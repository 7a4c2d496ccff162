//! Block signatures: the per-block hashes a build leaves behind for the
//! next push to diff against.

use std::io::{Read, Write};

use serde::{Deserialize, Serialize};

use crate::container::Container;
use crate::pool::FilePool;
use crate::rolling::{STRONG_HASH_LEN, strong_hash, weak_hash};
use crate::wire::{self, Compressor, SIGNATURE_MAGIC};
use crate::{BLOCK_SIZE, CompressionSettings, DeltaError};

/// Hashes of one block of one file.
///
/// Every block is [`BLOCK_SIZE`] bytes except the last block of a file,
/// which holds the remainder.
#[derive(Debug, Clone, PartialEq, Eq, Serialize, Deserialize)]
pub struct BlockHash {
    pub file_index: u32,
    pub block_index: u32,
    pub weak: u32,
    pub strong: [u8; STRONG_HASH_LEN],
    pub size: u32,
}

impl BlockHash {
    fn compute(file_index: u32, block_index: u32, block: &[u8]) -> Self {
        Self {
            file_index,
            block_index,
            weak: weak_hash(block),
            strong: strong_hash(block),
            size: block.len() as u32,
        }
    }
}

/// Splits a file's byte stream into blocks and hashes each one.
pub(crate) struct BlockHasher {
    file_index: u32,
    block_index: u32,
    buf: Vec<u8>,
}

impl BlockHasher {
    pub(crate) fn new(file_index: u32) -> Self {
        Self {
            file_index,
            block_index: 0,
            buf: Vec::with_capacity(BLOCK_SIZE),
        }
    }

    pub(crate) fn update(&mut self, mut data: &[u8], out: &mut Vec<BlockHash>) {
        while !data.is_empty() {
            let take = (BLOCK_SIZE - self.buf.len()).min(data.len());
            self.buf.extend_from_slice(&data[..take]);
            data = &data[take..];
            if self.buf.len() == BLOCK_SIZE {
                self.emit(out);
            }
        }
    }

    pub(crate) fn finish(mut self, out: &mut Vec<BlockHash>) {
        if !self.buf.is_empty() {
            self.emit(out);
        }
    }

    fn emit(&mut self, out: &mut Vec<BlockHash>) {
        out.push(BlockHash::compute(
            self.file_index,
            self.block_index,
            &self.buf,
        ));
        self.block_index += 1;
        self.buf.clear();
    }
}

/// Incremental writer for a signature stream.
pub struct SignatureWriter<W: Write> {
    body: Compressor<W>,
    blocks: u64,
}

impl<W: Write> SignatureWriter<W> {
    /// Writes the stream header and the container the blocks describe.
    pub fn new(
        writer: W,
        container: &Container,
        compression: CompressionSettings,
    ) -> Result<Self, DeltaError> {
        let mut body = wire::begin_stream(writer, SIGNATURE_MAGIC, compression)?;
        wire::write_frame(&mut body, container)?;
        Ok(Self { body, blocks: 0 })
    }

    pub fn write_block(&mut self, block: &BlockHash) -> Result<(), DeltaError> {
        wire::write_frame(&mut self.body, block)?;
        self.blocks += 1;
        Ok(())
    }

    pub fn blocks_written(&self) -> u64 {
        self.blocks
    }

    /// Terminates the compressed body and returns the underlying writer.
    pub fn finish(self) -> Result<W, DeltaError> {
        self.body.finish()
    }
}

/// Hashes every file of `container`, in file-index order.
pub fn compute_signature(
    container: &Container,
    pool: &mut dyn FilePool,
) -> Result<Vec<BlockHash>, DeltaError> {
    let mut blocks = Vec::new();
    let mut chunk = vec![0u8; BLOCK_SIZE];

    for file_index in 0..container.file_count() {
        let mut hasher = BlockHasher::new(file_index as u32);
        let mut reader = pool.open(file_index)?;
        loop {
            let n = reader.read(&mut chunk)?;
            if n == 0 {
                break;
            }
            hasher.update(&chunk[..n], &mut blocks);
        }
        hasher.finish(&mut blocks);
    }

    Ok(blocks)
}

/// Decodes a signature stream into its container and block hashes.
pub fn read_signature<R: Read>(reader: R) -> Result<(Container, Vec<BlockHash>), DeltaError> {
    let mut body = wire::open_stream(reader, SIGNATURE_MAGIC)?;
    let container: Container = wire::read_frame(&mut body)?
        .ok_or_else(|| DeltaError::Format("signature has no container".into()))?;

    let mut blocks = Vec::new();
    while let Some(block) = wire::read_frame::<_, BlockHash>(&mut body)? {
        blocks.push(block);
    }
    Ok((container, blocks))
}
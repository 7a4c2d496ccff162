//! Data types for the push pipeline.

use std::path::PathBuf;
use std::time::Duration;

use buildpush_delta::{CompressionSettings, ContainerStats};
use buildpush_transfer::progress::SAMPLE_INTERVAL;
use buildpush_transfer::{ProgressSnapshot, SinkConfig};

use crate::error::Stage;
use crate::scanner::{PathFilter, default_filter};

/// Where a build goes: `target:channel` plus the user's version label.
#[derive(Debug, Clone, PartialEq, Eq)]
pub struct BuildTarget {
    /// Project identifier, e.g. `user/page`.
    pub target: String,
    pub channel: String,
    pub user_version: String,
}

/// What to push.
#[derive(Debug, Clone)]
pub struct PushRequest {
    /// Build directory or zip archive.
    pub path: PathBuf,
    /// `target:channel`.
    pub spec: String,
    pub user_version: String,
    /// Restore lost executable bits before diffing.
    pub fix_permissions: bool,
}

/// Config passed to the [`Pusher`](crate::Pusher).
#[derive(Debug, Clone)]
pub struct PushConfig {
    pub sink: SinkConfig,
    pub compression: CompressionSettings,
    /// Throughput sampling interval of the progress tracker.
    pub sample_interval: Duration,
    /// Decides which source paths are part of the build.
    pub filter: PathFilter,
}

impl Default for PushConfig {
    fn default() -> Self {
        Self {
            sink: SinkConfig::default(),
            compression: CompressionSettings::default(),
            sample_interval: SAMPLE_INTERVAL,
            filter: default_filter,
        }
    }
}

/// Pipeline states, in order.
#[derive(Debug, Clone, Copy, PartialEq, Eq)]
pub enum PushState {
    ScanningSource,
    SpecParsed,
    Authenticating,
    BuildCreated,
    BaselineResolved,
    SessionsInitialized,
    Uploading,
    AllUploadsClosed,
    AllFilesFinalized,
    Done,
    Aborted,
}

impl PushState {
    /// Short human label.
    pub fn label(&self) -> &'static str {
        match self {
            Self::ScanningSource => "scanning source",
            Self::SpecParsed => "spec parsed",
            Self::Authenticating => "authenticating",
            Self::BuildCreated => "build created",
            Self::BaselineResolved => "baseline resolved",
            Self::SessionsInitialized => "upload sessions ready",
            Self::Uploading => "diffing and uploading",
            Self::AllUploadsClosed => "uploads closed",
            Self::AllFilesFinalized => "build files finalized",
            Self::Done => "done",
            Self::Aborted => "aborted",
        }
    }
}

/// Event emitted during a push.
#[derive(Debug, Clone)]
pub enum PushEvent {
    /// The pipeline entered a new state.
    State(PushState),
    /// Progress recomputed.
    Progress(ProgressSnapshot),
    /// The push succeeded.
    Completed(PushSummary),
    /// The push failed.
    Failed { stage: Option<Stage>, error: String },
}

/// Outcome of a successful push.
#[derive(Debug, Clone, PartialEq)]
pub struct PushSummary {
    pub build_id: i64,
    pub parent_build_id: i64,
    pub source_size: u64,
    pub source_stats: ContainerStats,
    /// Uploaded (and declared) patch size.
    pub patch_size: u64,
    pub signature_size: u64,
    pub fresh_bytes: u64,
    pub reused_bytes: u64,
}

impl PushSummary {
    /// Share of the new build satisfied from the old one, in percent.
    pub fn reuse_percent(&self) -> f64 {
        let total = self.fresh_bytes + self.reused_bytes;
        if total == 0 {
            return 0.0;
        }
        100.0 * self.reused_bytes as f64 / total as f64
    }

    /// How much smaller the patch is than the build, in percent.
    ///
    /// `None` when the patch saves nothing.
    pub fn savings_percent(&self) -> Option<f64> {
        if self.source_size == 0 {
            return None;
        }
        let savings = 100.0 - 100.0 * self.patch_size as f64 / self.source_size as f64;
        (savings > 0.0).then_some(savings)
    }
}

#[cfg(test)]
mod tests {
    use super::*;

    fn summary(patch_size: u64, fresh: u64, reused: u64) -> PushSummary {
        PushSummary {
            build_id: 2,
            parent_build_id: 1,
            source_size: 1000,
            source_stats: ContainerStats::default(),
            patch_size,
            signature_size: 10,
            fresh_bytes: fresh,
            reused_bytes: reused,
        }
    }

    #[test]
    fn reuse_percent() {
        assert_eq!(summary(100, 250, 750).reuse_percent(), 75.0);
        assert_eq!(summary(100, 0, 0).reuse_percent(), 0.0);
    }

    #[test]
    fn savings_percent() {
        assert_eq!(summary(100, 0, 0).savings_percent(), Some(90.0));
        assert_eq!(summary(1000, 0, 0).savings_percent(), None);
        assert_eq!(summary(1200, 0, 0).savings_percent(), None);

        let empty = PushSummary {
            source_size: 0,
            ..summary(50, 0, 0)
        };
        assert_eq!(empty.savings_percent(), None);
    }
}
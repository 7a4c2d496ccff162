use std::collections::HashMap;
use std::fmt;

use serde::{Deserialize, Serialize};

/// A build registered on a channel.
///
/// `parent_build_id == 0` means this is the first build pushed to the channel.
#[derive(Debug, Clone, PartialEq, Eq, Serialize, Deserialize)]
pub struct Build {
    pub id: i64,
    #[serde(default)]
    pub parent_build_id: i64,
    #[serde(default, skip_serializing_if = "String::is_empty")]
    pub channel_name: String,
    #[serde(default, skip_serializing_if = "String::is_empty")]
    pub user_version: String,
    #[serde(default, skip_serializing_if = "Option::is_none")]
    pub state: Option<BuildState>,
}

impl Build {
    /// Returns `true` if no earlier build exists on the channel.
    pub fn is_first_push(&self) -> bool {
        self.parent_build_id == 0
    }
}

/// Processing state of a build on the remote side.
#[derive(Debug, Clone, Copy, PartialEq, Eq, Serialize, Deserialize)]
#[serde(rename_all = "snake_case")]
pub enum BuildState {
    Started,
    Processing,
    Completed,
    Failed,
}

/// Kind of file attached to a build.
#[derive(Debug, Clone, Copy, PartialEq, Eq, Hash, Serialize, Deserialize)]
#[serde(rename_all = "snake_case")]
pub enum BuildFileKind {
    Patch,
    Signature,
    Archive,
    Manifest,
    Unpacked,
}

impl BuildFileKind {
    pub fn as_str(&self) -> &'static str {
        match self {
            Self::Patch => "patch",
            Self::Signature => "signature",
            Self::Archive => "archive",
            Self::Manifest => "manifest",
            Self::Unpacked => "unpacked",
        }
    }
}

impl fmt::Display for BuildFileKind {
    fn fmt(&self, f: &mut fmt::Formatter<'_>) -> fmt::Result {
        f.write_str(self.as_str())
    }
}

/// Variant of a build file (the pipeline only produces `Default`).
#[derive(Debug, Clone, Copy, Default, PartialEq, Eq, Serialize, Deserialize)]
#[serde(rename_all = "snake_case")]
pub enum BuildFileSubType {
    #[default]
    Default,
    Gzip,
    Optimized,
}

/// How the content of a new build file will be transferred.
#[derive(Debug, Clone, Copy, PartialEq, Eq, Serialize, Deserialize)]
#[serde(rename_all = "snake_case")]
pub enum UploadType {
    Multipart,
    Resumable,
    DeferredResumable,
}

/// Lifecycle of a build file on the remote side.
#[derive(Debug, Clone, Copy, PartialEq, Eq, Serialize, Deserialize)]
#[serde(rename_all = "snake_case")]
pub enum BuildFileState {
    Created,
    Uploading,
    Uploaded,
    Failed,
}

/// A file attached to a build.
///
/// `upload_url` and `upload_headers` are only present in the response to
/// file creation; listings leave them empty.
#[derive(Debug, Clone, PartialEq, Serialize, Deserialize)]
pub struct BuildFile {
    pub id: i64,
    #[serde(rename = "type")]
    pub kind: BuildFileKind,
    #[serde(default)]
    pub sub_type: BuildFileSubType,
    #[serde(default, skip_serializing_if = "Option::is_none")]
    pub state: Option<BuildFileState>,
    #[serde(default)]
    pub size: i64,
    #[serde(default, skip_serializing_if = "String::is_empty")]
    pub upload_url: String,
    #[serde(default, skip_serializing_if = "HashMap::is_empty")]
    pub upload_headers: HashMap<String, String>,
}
━━━━━━━━━━━━━━━━━━━━━━━━━━━━━━
Filter the entries above and keep only the lines with the word "AllFilesFinalized".

» Exercise output
    AllFilesFinalized,
            Self::AllFilesFinalized => "build files finalized",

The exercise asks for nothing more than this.